The west Belfast man, who spent a total of 22 years in prison, was on hunger strike for 32 days when the protest was ended.
Speaking to The Irish News Mr Fox said: “I was a close friend of Joe McDonnell. I was on active service with him on the outside, and later imprisoned with him.
“Under those circumstances you get to know a person’s character very well.
“Joe loved life and had no desire to die but he was determined and pragmatic and was not for settling for anything other than the five demands – that I can say for sure.
“I wasn’t in the hospital at that time and I don’t know what the men were told or not told but I do know that there was no deal.
“Offers, yes – there were plenty of offers.
“Sure wasn’t Kieran Nugent given an offer of a convict’s uniform in 1976, an offer he declined?”
Having been interned twice the former IRA man was returned to the Maze prison as a convicted prisoner in 1977 and immediately joined the blanket protest, before volunteering for the Hunger Strike.
He spent 32 days on hunger strike before the protest, which claimed the lives of seven IRA and three INLA prisoners, came to an end.
“It took me 20 years before I could even speak openly about my experiences,” he said.
“It’s still emotional and raw for me even now. These claims just add to that pain.
“I can only imagine what it must be like for the families of the 10 lads.
“Bik [McFarlane] was chosen to act as our OC [officer commanding]. It’s a job no-one envied – the pressure must have been unbearable.
“Regardless of what I or anyone else may think about the political direction he has taken since, at the time we knew he wasn’t going to let us down.
“To suggest that he in some way colluded with the outside leadership to let his comrades die is sickening to me and does not hold up to scrutiny.
“After the first hunger strike we, [the prisoners] were very clear we wanted our demands in writing and delivered by a representative of the British government so there could be no reneging this time.

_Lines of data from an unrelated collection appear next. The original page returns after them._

use std::path::PathBuf;

use clap::{Args, Parser, Subcommand, ValueHint, builder::BoolishValueParser};

/// Command-line arguments for the ura-sync binary.
#[derive(Debug, Parser)]
#[command(
    name = "ura-sync",
    version,
    about = "Mirror CMS content into the site content cache"
)]
pub struct CliArgs {
    /// Optional path to a configuration file.
    #[arg(
        long = "config-file",
        env = "URA_CONFIG_FILE",
        value_name = "PATH",
        value_hint = ValueHint::FilePath
    )]
    pub config_file: Option<PathBuf>,

    #[command(subcommand)]
    pub command: Command,
}

#[derive(Debug, Subcommand, Clone)]
pub enum Command {
    /// Pull every content type in every locale and write it to the cache.
    Sync(SyncArgs),
    /// Print a cached record.
    Show(ShowArgs),
    /// Read live from the CMS with locale fallback.
    Fetch(FetchArgs),
}

#[derive(Debug, Args, Default, Clone)]
pub struct LoggingOverrides {
    /// Override the base log level (trace|debug|info|warn|error).
    #[arg(long = "log-level", value_name = "LEVEL")]
    pub log_level: Option<String>,

    /// Toggle JSON logging.
    #[arg(
        long = "log-json",
        value_name = "BOOL",
        value_parser = BoolishValueParser::new()
    )]
    pub log_json: Option<bool>,
}

#[derive(Debug, Args, Default, Clone)]
pub struct DatabaseOverride {
    /// Override the database connection URL.
    #[arg(long = "database-url", value_name = "URL")]
    pub database_url: Option<String>,
}

#[derive(Debug, Args, Default, Clone)]
pub struct SyncArgs {
    #[command(flatten)]
    pub overrides: SyncOverrides,

    /// Write into an in-memory store instead of the database.
    #[arg(long = "dry-run", action = clap::ArgAction::SetTrue)]
    pub dry_run: bool,
}

#[derive(Debug, Args, Default, Clone)]
pub struct SyncOverrides {
    #[command(flatten)]
    pub logging: LoggingOverrides,

    #[command(flatten)]
    pub database: DatabaseOverride,

    /// Restrict the run to these content types; repeat for several.
    #[arg(long = "content-type", value_name = "TAG")]
    pub content_types: Vec<String>,

    /// Skip the full asset listing per locale.
    #[arg(long = "skip-asset-listing", action = clap::ArgAction::SetTrue)]
    pub skip_asset_listing: bool,

    /// Override the page size of each entries request.
    #[arg(long = "page-limit", value_name = "COUNT")]
    pub page_limit: Option<u32>,

    /// Override the link resolution depth.
    #[arg(long = "include-depth", value_name = "DEPTH")]
    pub include_depth: Option<u8>,
}

#[derive(Debug, Args, Clone)]
pub struct ShowArgs {
    #[command(flatten)]
    pub logging: LoggingOverrides,

    #[command(flatten)]
    pub database: DatabaseOverride,

    #[command(subcommand)]
    pub target: ShowTarget,
}

#[derive(Debug, Subcommand, Clone)]
pub enum ShowTarget {
    /// Cached entry list of one content type.
    Entries {
        #[arg(value_name = "CONTENT_TYPE")]
        content_type: String,
        #[arg(value_name = "LOCALE")]
        locale: Option<String>,
    },
    /// One cached entry.
    Entry {
        #[arg(value_name = "ID")]
        id: String,
        #[arg(value_name = "LOCALE")]
        locale: Option<String>,
    },
    /// One cached asset URL.
    Asset {
        #[arg(value_name = "ID")]
        id: String,
    },
}

#[derive(Debug, Args, Clone)]
pub struct FetchArgs {
    #[command(flatten)]
    pub logging: LoggingOverrides,

    /// Consult the cache before the CMS.
    #[arg(long = "cache-first", action = clap::ArgAction::SetTrue)]
    pub cache_first: bool,

    #[command(flatten)]
    pub database: DatabaseOverride,

    #[command(subcommand)]
    pub target: FetchTarget,
}

#[derive(Debug, Subcommand, Clone)]
pub enum FetchTarget {
    /// Entries of one content type.
    Entries {
        #[arg(value_name = "CONTENT_TYPE")]
        content_type: String,
        #[arg(value_name = "LOCALE")]
        locale: Option<String>,
        /// Maximum number of entries.
        #[arg(long, value_name = "COUNT")]
        limit: Option<u32>,
        /// CMS order expression, e.g. `-sys.createdAt`.
        #[arg(long, value_name = "EXPR", allow_hyphen_values = true)]
        order: Option<String>,
    },
    /// One entry by id.
    Entry {
        #[arg(value_name = "ID")]
        id: String,
        #[arg(value_name = "LOCALE")]
        locale: Option<String>,
    },
    /// Absolute URL of one asset.
    Asset {
        #[arg(value_name = "ID")]
        id: String,
    },
}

“Look, I would never criticise any former blanketman. We all suffered equally and the comradeship we had at that time was the only thing that saw us through.
“But try as I may I cannot understand where some people are coming from or why they would wait all these years to bring this out.

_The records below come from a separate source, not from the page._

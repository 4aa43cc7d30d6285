//! Mirror of headless-CMS content into a document-store cache.

pub mod application;
pub mod config;
pub mod domain;
pub mod infra;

“Thatcher and the British government are responsible for the deaths of our comrades – that’s where the blame lies.”
In 1998 Fox was released from prison under the terms of the Good Friday Agreement.
He has since parted company with Sinn Fein in disagreement over its political direction.
“I have no personal or political agenda,” he said.
“My only concern is for the families and how all this must be hurting them.
Addressing calls for a public inquiry, he said: “I have no time for inquiries. What you need is not an inquiry but the truth and it would be naive to think the British will ever tell the truth.
“If there are unanswered questions my advice would be to seek clarification.
“That way the families who have called on all this to stop can be left in peace.”